### Supplied data
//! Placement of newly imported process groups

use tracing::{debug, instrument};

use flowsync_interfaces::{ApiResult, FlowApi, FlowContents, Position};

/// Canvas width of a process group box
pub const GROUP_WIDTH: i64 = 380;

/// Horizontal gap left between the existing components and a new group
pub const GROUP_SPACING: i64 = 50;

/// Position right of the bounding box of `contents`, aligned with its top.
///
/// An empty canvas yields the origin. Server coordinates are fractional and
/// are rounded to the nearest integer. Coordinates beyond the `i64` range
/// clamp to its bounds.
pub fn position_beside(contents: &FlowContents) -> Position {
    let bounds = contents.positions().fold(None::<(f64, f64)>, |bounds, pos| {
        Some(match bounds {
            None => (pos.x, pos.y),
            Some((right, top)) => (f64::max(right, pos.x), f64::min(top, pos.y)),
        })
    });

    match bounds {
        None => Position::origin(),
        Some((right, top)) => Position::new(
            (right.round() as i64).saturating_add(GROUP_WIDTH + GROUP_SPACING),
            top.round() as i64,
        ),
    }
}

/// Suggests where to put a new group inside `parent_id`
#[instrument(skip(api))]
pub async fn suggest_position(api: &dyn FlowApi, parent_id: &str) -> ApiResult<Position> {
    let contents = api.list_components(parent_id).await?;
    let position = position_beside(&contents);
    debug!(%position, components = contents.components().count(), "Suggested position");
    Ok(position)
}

### Exercise goal
Return each line above precisely as written.

### Answer to this problem
//! Placement of newly imported process groups

use tracing::{debug, instrument};

use flowsync_interfaces::{ApiResult, FlowApi, FlowContents, Position};

/// Canvas width of a process group box
pub const GROUP_WIDTH: i64 = 380;

/// Horizontal gap left between the existing components and a new group
pub const GROUP_SPACING: i64 = 50;

/// Position right of the bounding box of `contents`, aligned with its top.
///
/// An empty canvas yields the origin. Server coordinates are fractional and
/// are rounded to the nearest integer. Coordinates beyond the `i64` range
/// clamp to its bounds.
pub fn position_beside(contents: &FlowContents) -> Position {
    let bounds = contents.positions().fold(None::<(f64, f64)>, |bounds, pos| {
        Some(match bounds {
            None => (pos.x, pos.y),
            Some((right, top)) => (f64::max(right, pos.x), f64::min(top, pos.y)),
        })
    });

    match bounds {
        None => Position::origin(),
        Some((right, top)) => Position::new(
            (right.round() as i64).saturating_add(GROUP_WIDTH + GROUP_SPACING),
            top.round() as i64,
        ),
    }
}

/// Suggests where to put a new group inside `parent_id`
#[instrument(skip(api))]
pub async fn suggest_position(api: &dyn FlowApi, parent_id: &str) -> ApiResult<Position> {
    let contents = api.list_components(parent_id).await?;
    let position = position_beside(&contents);
    debug!(%position, components = contents.components().count(), "Suggested position");
    Ok(position)
}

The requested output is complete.